Stuart Eisentrager, deputy fire chief for the Tama Fire Department, said his department has not had an incident in that stretch of the river, which sits near Long Point Landing, during his employment with the fire department. Firefighters had planned to tie three rescuers to one another to reach Colten but opted against it. He said they didn’t even try to get to Colten; they just followed protocol and sent out two boats.
Afterward, Colten spoke to a man that lives near the river. He told Colten that, had he driven just a little farther, he wouldn’t have been so lucky.
“It was just river. That next mile-and-half was just river,” Colten said.
Now that he was safe, he had to break the news to his mom.
Chris Quigley was having dinner with a fellow South Tama High School employee at Toledo’s only Mexican restaurant, El Campesino Mexican Grill, when her cell phone rang. It was Colten. He told her she needed to come home; he had something to tell her.
“You are probably going to be angry with me, and you are probably going to think I was being really stupid,” Colten told her.
She figured he had been fired from his job. She never expected that he had totaled the SUV. She hurried home. When she arrived, Chris was slightly annoyed that Colten had pressed her to come home quickly. He wasn’t even there yet, she thought. The driveway was empty.
Once inside, she found Colten standing in the kitchen, wearing nothing but his underwear. Spread out to dry on the kitchen table were the contents of his wallet. She was dumbfounded. It took her more than a few moments to process the gravity of the situation.
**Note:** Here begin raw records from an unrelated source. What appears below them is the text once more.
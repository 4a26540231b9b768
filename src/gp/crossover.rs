//! # Subtree crossover
//!
//! Two parents exchange a randomly chosen subtree of the same tree index.
//! Because subtrees are contiguous in the flattened representation, the
//! exchange is a pair of slice splices.
//!
//! The constrained variant retries up to `gp.try` times until the offspring
//! respect the type constraints, the depth limit and node validation.

use tracing::debug;

use crate::breeding::Operator;
use crate::error::Result;
use crate::evolution::Deme;
use crate::gp::context::Context;
use crate::gp::individual::Individual;
use crate::gp::init::{declare_tree_parameters, MAX_TREE_DEPTH};
use crate::gp::primitive::PrimitiveKind;
use crate::gp::tree::Node;
use crate::register::{ParameterValue, Register};
use crate::rng::RandomNumberGenerator;

pub const CROSSOVER_PROBABILITY: &str = "gp.cx.indpb";
pub const ATTEMPTS: &str = "gp.try";

/// Tree indices both parents can exchange material on.
fn matching_trees(first: &Individual, second: &Individual) -> Vec<usize> {
    first
        .trees
        .iter()
        .zip(second.trees.iter())
        .enumerate()
        .filter(|(_, (a, b))| {
            !a.is_empty()
                && !b.is_empty()
                && a.primitive_set_index() == b.primitive_set_index()
                && a.number_arguments() == b.number_arguments()
        })
        .map(|(index, _)| index)
        .collect()
}

/// Whether every ADF invoker in `nodes` calls a tree taking as many
/// arguments as the invoker passes, given the argument counts of the
/// receiving individual.
fn invokers_fit(nodes: &[Node], tree_arguments: &[usize]) -> bool {
    nodes.iter().all(|node| match node.primitive.kind() {
        PrimitiveKind::Adf(tree) => tree_arguments.get(tree) == Some(&node.primitive.arity()),
        _ => true,
    })
}

/// Swaps the subtree at `a` of `first.trees[tree]` with the subtree at `b` of
/// `second.trees[tree]`.
fn swap_subtrees(
    first: &mut Individual,
    second: &mut Individual,
    tree: usize,
    a: usize,
    b: usize,
) {
    let from_first = first.trees[tree].subtree(a).to_vec();
    let from_second = second.trees[tree].subtree(b).to_vec();
    first.trees[tree].replace_subtree(a, from_second);
    second.trees[tree].replace_subtree(b, from_first);
}

/// Plain subtree crossover with uniform node selection. Returns `false`
/// when the parents share no compatible tree, or when the chosen subtrees
/// call ADFs whose argument counts differ in the other parent.
pub fn mate(first: &mut Individual, second: &mut Individual, rng: &mut RandomNumberGenerator) -> bool {
    let trees = matching_trees(first, second);
    if trees.is_empty() {
        return false;
    }
    let tree = trees[rng.roll_index(trees.len())];
    let a = rng.roll_index(first.trees[tree].len());
    let b = rng.roll_index(second.trees[tree].len());
    if !invokers_fit(second.trees[tree].subtree(b), &first.tree_arguments())
        || !invokers_fit(first.trees[tree].subtree(a), &second.tree_arguments())
    {
        debug!(tree, "crossover rejected, ADF arities differ between parents");
        return false;
    }
    swap_subtrees(first, second, tree, a, b);
    true
}

/// Subtree crossover keeping both offspring valid and within `max_depth`.
/// Parents are left untouched when every attempt fails.
pub fn mate_constrained(
    first: &mut Individual,
    second: &mut Individual,
    context: &mut Context,
    max_depth: usize,
    attempts: usize,
) -> bool {
    let trees = matching_trees(first, second);
    if trees.is_empty() {
        return false;
    }
    let saved_tree_index = context.tree_index();
    let mut mated = false;
    for _ in 0..attempts {
        let tree = trees[context.rng.roll_index(trees.len())];
        let a = context.rng.roll_index(first.trees[tree].len());
        let b = context.rng.roll_index(second.trees[tree].len());

        let mut first_tree = first.trees[tree].clone();
        let mut second_tree = second.trees[tree].clone();
        let from_first = first_tree.subtree(a).to_vec();
        let from_second = second_tree.subtree(b).to_vec();
        first_tree.replace_subtree(a, from_second);
        second_tree.replace_subtree(b, from_first);
        if first_tree.depth() > max_depth || second_tree.depth() > max_depth {
            continue;
        }

        context.set_tree_index(tree);
        context.set_tree_arguments(first.tree_arguments());
        if !first_tree.validate_at(a, context) {
            continue;
        }
        context.set_tree_arguments(second.tree_arguments());
        if !second_tree.validate_at(b, context) {
            continue;
        }

        first.trees[tree] = first_tree;
        second.trees[tree] = second_tree;
        mated = true;
        break;
    }
    context.set_tree_index(saved_tree_index);
    mated
}

/// Mutable references to two distinct elements.
pub(crate) fn pair_mut<T>(items: &mut [T], i: usize, j: usize) -> (&mut T, &mut T) {
    debug_assert_ne!(i, j);
    if i < j {
        let (head, tail) = items.split_at_mut(j);
        (&mut head[i], &mut tail[0])
    } else {
        let (head, tail) = items.split_at_mut(i);
        (&mut tail[0], &mut head[j])
    }
}

/// `GP-CrossoverOp` and `GP-CrossoverConstrainedOp`.
///
/// Each individual takes part in mating with the configured probability;
/// participants are shuffled and mated in pairs. Mated offspring have their
/// fitness invalidated.
#[derive(Debug, Clone)]
pub struct CrossoverOp {
    constrained: bool,
    probability_name: String,
    probability: f64,
    attempts: usize,
    max_depth: usize,
}

impl CrossoverOp {
    pub fn new() -> Self {
        Self {
            constrained: false,
            probability_name: CROSSOVER_PROBABILITY.to_string(),
            probability: 0.9,
            attempts: 2,
            max_depth: 17,
        }
    }

    pub fn constrained() -> Self {
        Self {
            constrained: true,
            ..Self::new()
        }
    }

    /// Reads the mating probability from `name` instead of `gp.cx.indpb`.
    /// Several operators may share one name.
    pub fn with_probability_name(mut self, name: &str) -> Self {
        self.probability_name = name.to_string();
        self
    }
}

impl Default for CrossoverOp {
    fn default() -> Self {
        Self::new()
    }
}

impl Operator for CrossoverOp {
    fn name(&self) -> &str {
        if self.constrained {
            "GP-CrossoverConstrainedOp"
        } else {
            "GP-CrossoverOp"
        }
    }

    fn initialize(&mut self, register: &mut Register) -> Result<()> {
        declare_tree_parameters(register);
        register.declare(
            &self.probability_name,
            ParameterValue::Float(0.9),
            "probability that an individual takes part in crossover",
        );
        register.declare(
            ATTEMPTS,
            ParameterValue::Int(2),
            "attempts at a valid constrained crossover",
        );
        self.probability = register.probability(&self.probability_name)?;
        self.attempts = register.uint(ATTEMPTS)?;
        self.max_depth = register.uint(MAX_TREE_DEPTH)?;
        Ok(())
    }

    fn operate(&mut self, deme: &mut Deme, context: &mut Context) -> Result<()> {
        let mut participants: Vec<usize> = (0..deme.population.len())
            .filter(|_| context.rng.flip(self.probability))
            .collect();
        context.rng.shuffle(&mut participants);

        let mut mated = 0;
        for pair in participants.chunks_exact(2) {
            let (first, second) = pair_mut(&mut deme.population, pair[0], pair[1]);
            let success = if self.constrained {
                mate_constrained(first, second, context, self.max_depth, self.attempts)
            } else {
                mate(first, second, &mut context.rng)
            };
            if success {
                first.invalidate();
                second.invalidate();
                mated += 1;
            }
        }
        debug!(
            operator = self.name(),
            candidates = participants.len(),
            mated,
            "crossover done"
        );
        Ok(())
    }
}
When it finally sunk in, anxiety washed over her.
After a slew of birth defects took Colten’s 2-year-old brother from her in 1999, and after a heart attack killed Colten’s father two years ago at age 48, she couldn’t bear the thought of losing her son.
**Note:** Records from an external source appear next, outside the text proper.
//! Property-based tests for tree generation and the structural operators.

use std::sync::Arc;

use proptest::prelude::*;

use beagle::gp::{
    crossover::mate_constrained,
    init::init_individual,
    mutation::{mutate_shrink, mutate_standard, mutate_swap},
    persistence::{read_individual, write_individual},
    primitives::{Add, Divide, EphemeralDouble, Multiply, Subtract, Variable},
    Context, InitConfig, InitMethod, PrimitiveSet, PrimitiveSuperSet, Tree, ValueType,
};

fn primitives() -> PrimitiveSuperSet {
    let set = PrimitiveSet::new()
        .with_root_type(ValueType::Float)
        .with(Arc::new(Add))
        .and_then(|set| set.with(Arc::new(Subtract)))
        .and_then(|set| set.with(Arc::new(Multiply)))
        .and_then(|set| set.with(Arc::new(Divide)))
        .and_then(|set| set.with(Arc::new(Variable::typed("X", ValueType::Float))))
        .and_then(|set| set.with(Arc::new(EphemeralDouble::new("E", -1.0, 1.0))))
        .unwrap();
    PrimitiveSuperSet::new().with_set(set)
}

fn method(index: u8) -> InitMethod {
    match index % 3 {
        0 => InitMethod::Grow,
        1 => InitMethod::Full,
        _ => InitMethod::Half,
    }
}

proptest! {
    #![proptest_config(ProptestConfig::with_cases(200))]

    /// Generated trees are typed correctly and respect the depth range.
    #[test]
    fn prop_init_respects_depth_and_types(
        seed in any::<u64>(),
        kind in 0u8..3,
        min_depth in 1usize..4,
        extra in 0usize..3,
    ) {
        let mut context = Context::with_seed(primitives(), seed);
        let config = InitConfig::default().with_depth(min_depth, min_depth + extra);
        let individual = init_individual(method(kind), &config, &mut context).unwrap();

        let tree = &individual.trees[0];
        prop_assert!(tree.depth() >= min_depth);
        prop_assert!(tree.depth() <= min_depth + extra);
        prop_assert!(individual.validate(&mut context));
        let rebuilt = Tree::from_nodes(tree.nodes().to_vec(), 0, 0);
        prop_assert!(rebuilt.is_ok());
    }

    /// Constrained crossover never produces invalid or too deep offspring.
    #[test]
    fn prop_constrained_crossover_keeps_offspring_valid(seed in any::<u64>(), max_depth in 3usize..8) {
        let mut context = Context::with_seed(primitives(), seed);
        let config = InitConfig::default().with_depth(2, 3);
        let mut first = init_individual(InitMethod::Half, &config, &mut context).unwrap();
        let mut second = init_individual(InitMethod::Half, &config, &mut context).unwrap();

        mate_constrained(&mut first, &mut second, &mut context, max_depth, 5);

        for individual in [&first, &second] {
            prop_assert!(individual.validate(&mut context));
            prop_assert!(individual.depth() <= max_depth.max(3));
        }
    }

    /// Mutations keep individuals valid and within the depth limit.
    #[test]
    fn prop_mutations_keep_individuals_valid(seed in any::<u64>(), rounds in 1usize..6) {
        let mut context = Context::with_seed(primitives(), seed);
        let config = InitConfig::default().with_depth(2, 4);
        let mut individual = init_individual(InitMethod::Half, &config, &mut context).unwrap();

        for _ in 0..rounds {
            mutate_standard(&mut individual, &mut context, 8, 3, 3).unwrap();
            mutate_swap(&mut individual, &mut context, 3).unwrap();
            mutate_shrink(&mut individual, &mut context, 3).unwrap();
            prop_assert!(individual.validate(&mut context));
            prop_assert!(individual.depth() <= 8);
        }
    }

    /// A written individual reads back to the same program.
    #[test]
    fn prop_persistence_preserves_programs(seed in any::<u64>()) {
        let mut context = Context::with_seed(primitives(), seed);
        let individual =
            init_individual(InitMethod::Half, &InitConfig::default(), &mut context).unwrap();
        let text = write_individual(&individual).unwrap();
        let restored = read_individual(&text, context.primitives()).unwrap();
        prop_assert_eq!(restored.to_string(), individual.to_string());
    }
}
use tracing::info;

use crate::breeding::Operator;
use crate::error::Result;
use crate::evolution::Deme;
use crate::gp::context::Context;
use crate::register::{ParameterValue, Register};

pub const MAX_FITNESS: &str = "ec.term.maxfitness";
pub const MAX_HITS: &str = "gp.term.maxhits";

/// Requests termination once an individual reaches the target fitness or
/// the target number of hits.
#[derive(Debug, Clone)]
pub struct TerminationOp {
    max_fitness: f64,
    max_hits: usize,
}

impl TerminationOp {
    pub fn new() -> Self {
        Self {
            max_fitness: f64::INFINITY,
            max_hits: 0,
        }
    }
}

impl Default for TerminationOp {
    fn default() -> Self {
        Self::new()
    }
}

impl Operator for TerminationOp {
    fn name(&self) -> &str {
        "TerminationOp"
    }

    fn initialize(&mut self, register: &mut Register) -> Result<()> {
        register.declare(
            MAX_FITNESS,
            ParameterValue::Float(f64::INFINITY),
            "fitness at which the evolution stops (inf = never)",
        );
        register.declare(
            MAX_HITS,
            ParameterValue::Int(0),
            "hits at which the evolution stops (0 = never)",
        );
        self.max_fitness = register.float(MAX_FITNESS)?;
        self.max_hits = register.uint(MAX_HITS)?;
        Ok(())
    }

    fn operate(&mut self, deme: &mut Deme, context: &mut Context) -> Result<()> {
        let reached = deme.population.iter().find(|individual| {
            individual.fitness.is_valid()
                && (individual.fitness.score() >= self.max_fitness
                    || (self.max_hits > 0 && individual.fitness.hits() >= self.max_hits))
        });
        if let Some(individual) = reached {
            info!(
                generation = context.generation(),
                deme = context.deme_index(),
                fitness = %individual.fitness,
                "termination criterion reached"
            );
            context.request_termination();
        }
        Ok(())
    }
}

#[cfg(test)]
mod tests {
    use super::*;
    use crate::fitness::Fitness;
    use crate::gp::{Individual, PrimitiveSuperSet, Tree};

    fn scored(fitness: Fitness) -> Individual {
        let mut individual = Individual::with_trees(vec![Tree::new(0, 0)]);
        individual.fitness = fitness;
        individual
    }

    fn run(register_values: &[(&str, ParameterValue)], population: Vec<Individual>) -> bool {
        let mut context = Context::with_seed(PrimitiveSuperSet::new(), 1);
        for (name, value) in register_values {
            context.register.set(name, value.clone());
        }
        let mut op = TerminationOp::new();
        op.initialize(&mut context.register).unwrap();
        let mut deme = Deme::with_population(population);
        op.operate(&mut deme, &mut context).unwrap();
        context.is_termination_requested()
    }

    #[test]
    fn test_defaults_never_terminate() {
        assert!(!run(&[], vec![scored(Fitness::with_hits(1.0e300, 1000))]));
    }

    #[test]
    fn test_fitness_target() {
        let target = [(MAX_FITNESS, ParameterValue::Float(0.99))];
        assert!(!run(&target, vec![scored(Fitness::new(0.5)), scored(Fitness::invalid())]));
        assert!(run(&target, vec![scored(Fitness::new(0.5)), scored(Fitness::new(1.0))]));
    }

    #[test]
    fn test_hits_target() {
        let target = [(MAX_HITS, ParameterValue::Int(20))];
        assert!(!run(&target, vec![scored(Fitness::with_hits(0.2, 19))]));
        assert!(run(&target, vec![scored(Fitness::with_hits(0.2, 20))]));
    }
}
use std::fmt::Debug;

use crate::error::Result;
use crate::fitness::Fitness;
use crate::rng::RandomNumberGenerator;

/// Trait for selection strategies.
///
/// A selection strategy looks at the fitness of every individual of a
/// population and returns the indices of the chosen ones. Working on indices
/// lets the caller decide whether the winners are cloned, moved or merely
/// inspected.
///
/// # Examples
///
/// ```
/// use beagle::fitness::Fitness;
/// use beagle::rng::RandomNumberGenerator;
/// use beagle::selection::{SelectionStrategy, TournamentSelection};
///
/// let fitness = vec![Fitness::new(0.5), Fitness::new(0.8), Fitness::invalid()];
/// let mut rng = RandomNumberGenerator::from_seed(7);
///
/// let selection = TournamentSelection::default();
/// let selected = selection.select(&fitness, 2, &mut rng).unwrap();
///
/// assert_eq!(selected.len(), 2);
/// assert!(selected.iter().all(|&index| index < fitness.len()));
/// ```
pub trait SelectionStrategy: Debug + Send + Sync {
    /// Selects `num_to_select` individuals by index.
    ///
    /// # Arguments
    ///
    /// * `fitness` - The fitness of each individual of the population.
    /// * `num_to_select` - The number of individuals to select.
    /// * `rng` - The random number generator driving the selection.
    ///
    /// # Errors
    ///
    /// Returns an error if the population is empty.
    fn select(
        &self,
        fitness: &[Fitness],
        num_to_select: usize,
        rng: &mut RandomNumberGenerator,
    ) -> Result<Vec<usize>>;
}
“You could have died,” she told him. “You could have died.”
Colten explained what happened; his mother wasn’t mad, especially because she knows he isn’t the kind of man who takes stupid risks. Anyway, she said, he was already beating himself up about it.
Although the insurance adjuster will be unable to get an estimate on the damage to the SUV until the flooding recedes, Colten’s inability to shut off the engine ensures extensive electrical damage, making it all but certain the SUV is totaled. They had only had it two years.
But the Quigleys didn’t go long without a vehicle. A friend loaned the two her minivan: a benefit of living in a small town, Chris said.
“People don’t even wait for you to ask, they just give,” she said.
Colten calls the van a “mommy missile.”
Getting out of the situation with nothing more than a scratch on the hand and a $190 fine isn’t so bad, Colten said. Overall, he feels lucky. Had he driven a little farther, he would have driven straight into a murky abyss. He managed to get cell phone service in a spotty area. The SUV came to rest in an area where he could safely stand on it.
The only regret he has is the emotional strain it put on those who aren’t as light-hearted about the situation as he is. But he is glad people can laugh about it. His friends and co-workers haven’t stopped teasing him since it happened. One of them saw the segment on the local news. Not long after, Colten’s phone buzzed, indicating he had a new text message: “I’m going to tape this and play it at your wedding,” it read.
“Great,” Colten said. “It’s the icing on the cake, and the cake already tastes pretty bad.”